Here’s the math. I will lose on buying back the May option. Selling first, buying later. The price of the option is $3.25 and I sold it for $1. Therefore, I lost $2.25 per contract. But at the same time I’ll sell a July option for $3.50 for a net gain of $.25 or $25.

In my example, this is an exchange traded fund that I really want to own or I wouldn’t have done it. If the fund goes out of business, I would have lost if I purchased the shares at $10 anyway. But I don’t see it happening. Some of the companies within the fund may go out of business, but they should be replaced with new ones.

To continue on, I have my original $1,000 sitting in an account earning a small amount of interest. I have sold two options – one for $1 and the other for a gain of $.25 for a total of $1.25 or $125. To double check my math, the sequence of buying and selling the put options were: sold for $1, bought for $3.25, sold for $3.50 = $1 – $3.25 + 3.50 = $1.25

My plan is if the price of the fund stays below $10, I’ll roll it out again. If it goes above $10, I’ll let these options expire worthless and keep the money that I was paid and have pure profit.

I’ve earned $125 so far. If I have to buy the shares, my basis is $8.75 per share.
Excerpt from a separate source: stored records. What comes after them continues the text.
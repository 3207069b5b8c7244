//! Tag operations.

use linkhaven_client::ApiRequest;
use serde_json::json;
use tracing::instrument;

use super::{page, Page};
use crate::bookmark::Bookmark;
use crate::error::Result;
use crate::tag::Tag;
use crate::validate;

impl super::RestClient {
    /// List all tags.
    #[instrument(skip(self))]
    pub async fn list_tags(&self) -> Result<Page<Tag>> {
        page(self.inner().request(ApiRequest::get("tags")).await?)
    }

    /// Fetch a single tag.
    #[instrument(skip(self))]
    pub async fn get_tag(&self, tag_id: &str) -> Result<Tag> {
        validate::require_non_blank("tagId", tag_id)?;
        let response = self
            .inner()
            .request(ApiRequest::get(format!("tags/{tag_id}")))
            .await?;
        Ok(response.into_typed()?)
    }

    /// Create a tag.
    #[instrument(skip(self))]
    pub async fn create_tag(&self, name: &str) -> Result<Tag> {
        validate::validate_tag_name(name)?;
        let response = self
            .inner()
            .request(ApiRequest::post("tags").json_value(json!({"name": name})))
            .await?;
        Ok(response.into_typed()?)
    }

    /// Rename a tag.
    #[instrument(skip(self))]
    pub async fn update_tag(&self, tag_id: &str, name: &str) -> Result<Tag> {
        validate::require_non_blank("tagId", tag_id)?;
        validate::validate_tag_name(name)?;
        let response = self
            .inner()
            .request(ApiRequest::patch(format!("tags/{tag_id}")).json_value(json!({"name": name})))
            .await?;
        Ok(response.into_typed()?)
    }

    /// Delete a tag. It is detached from all bookmarks.
    #[instrument(skip(self))]
    pub async fn delete_tag(&self, tag_id: &str) -> Result<()> {
        validate::require_non_blank("tagId", tag_id)?;
        self.inner()
            .request(ApiRequest::delete(format!("tags/{tag_id}")))
            .await?;
        Ok(())
    }

    /// List the bookmarks carrying a tag.
    #[instrument(skip(self))]
    pub async fn tagged_bookmarks(&self, tag_id: &str) -> Result<Page<Bookmark>> {
        validate::require_non_blank("tagId", tag_id)?;
        page(
            self.inner()
                .request(ApiRequest::get(format!("tags/{tag_id}/bookmarks")))
                .await?,
        )
    }
}

#[cfg(test)]
mod tests {
    use super::*;
    use crate::client::RestClient;
    use wiremock::matchers::{body_json, method, path};
    use wiremock::{Mock, MockServer, ResponseTemplate};

    async fn client(server: &MockServer) -> RestClient {
        RestClient::new(server.uri(), "test-key").unwrap()
    }

    #[tokio::test]
    async fn test_create_tag() {
        let server = MockServer::start().await;

        Mock::given(method("POST"))
            .and(path("/api/v1/tags"))
            .and(body_json(json!({"name": "rust"})))
            .respond_with(
                ResponseTemplate::new(200)
                    .set_body_json(json!({"data": {"id": "t1", "name": "rust"}})),
            )
            .mount(&server)
            .await;

        let tag = client(&server).await.create_tag("rust").await.unwrap();
        assert_eq!(tag.id, "t1");
    }

    #[tokio::test]
    async fn test_create_tag_rejects_bad_charset() {
        let server = MockServer::start().await;
        let err = client(&server)
            .await
            .create_tag("no/slashes!")
            .await
            .unwrap_err();

        assert!(err.is_validation());
        assert!(server.received_requests().await.unwrap().is_empty());
    }

    #[tokio::test]
    async fn test_tagged_bookmarks() {
        let server = MockServer::start().await;

        Mock::given(method("GET"))
            .and(path("/api/v1/tags/t1/bookmarks"))
            .respond_with(ResponseTemplate::new(200).set_body_json(json!({
                "data": [{"id": "b1", "createdAt": "2026-01-01T00:00:00Z"}],
            })))
            .mount(&server)
            .await;

        let page = client(&server).await.tagged_bookmarks("t1").await.unwrap();
        assert_eq!(page.items.len(), 1);
        assert_eq!(page.items[0].id, "b1");
    }

    #[tokio::test]
    async fn test_update_and_delete_tag() {
        let server = MockServer::start().await;

        Mock::given(method("PATCH"))
            .and(path("/api/v1/tags/t1"))
            .and(body_json(json!({"name": "rust-lang"})))
            .respond_with(
                ResponseTemplate::new(200)
                    .set_body_json(json!({"data": {"id": "t1", "name": "rust-lang"}})),
            )
            .mount(&server)
            .await;

        Mock::given(method("DELETE"))
            .and(path("/api/v1/tags/t1"))
            .respond_with(ResponseTemplate::new(204))
            .mount(&server)
            .await;

        let client = client(&server).await;
        let tag = client.update_tag("t1", "rust-lang").await.unwrap();
        assert_eq!(tag.name, "rust-lang");

        client.delete_tag("t1").await.unwrap();
    }
}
I’ve reduced my loss and risk down from $10 simply by not purchasing them in the first place.

Here’s the cool part.

I have my $1,000 sitting tight not losing money, except for inflation. If all I do is roll out my option and earn $25 every 3 months, that amount is equal to $100 per year, or 10%.

In reality, I haven’t invested my money, so I’m making money – 100% pure profit.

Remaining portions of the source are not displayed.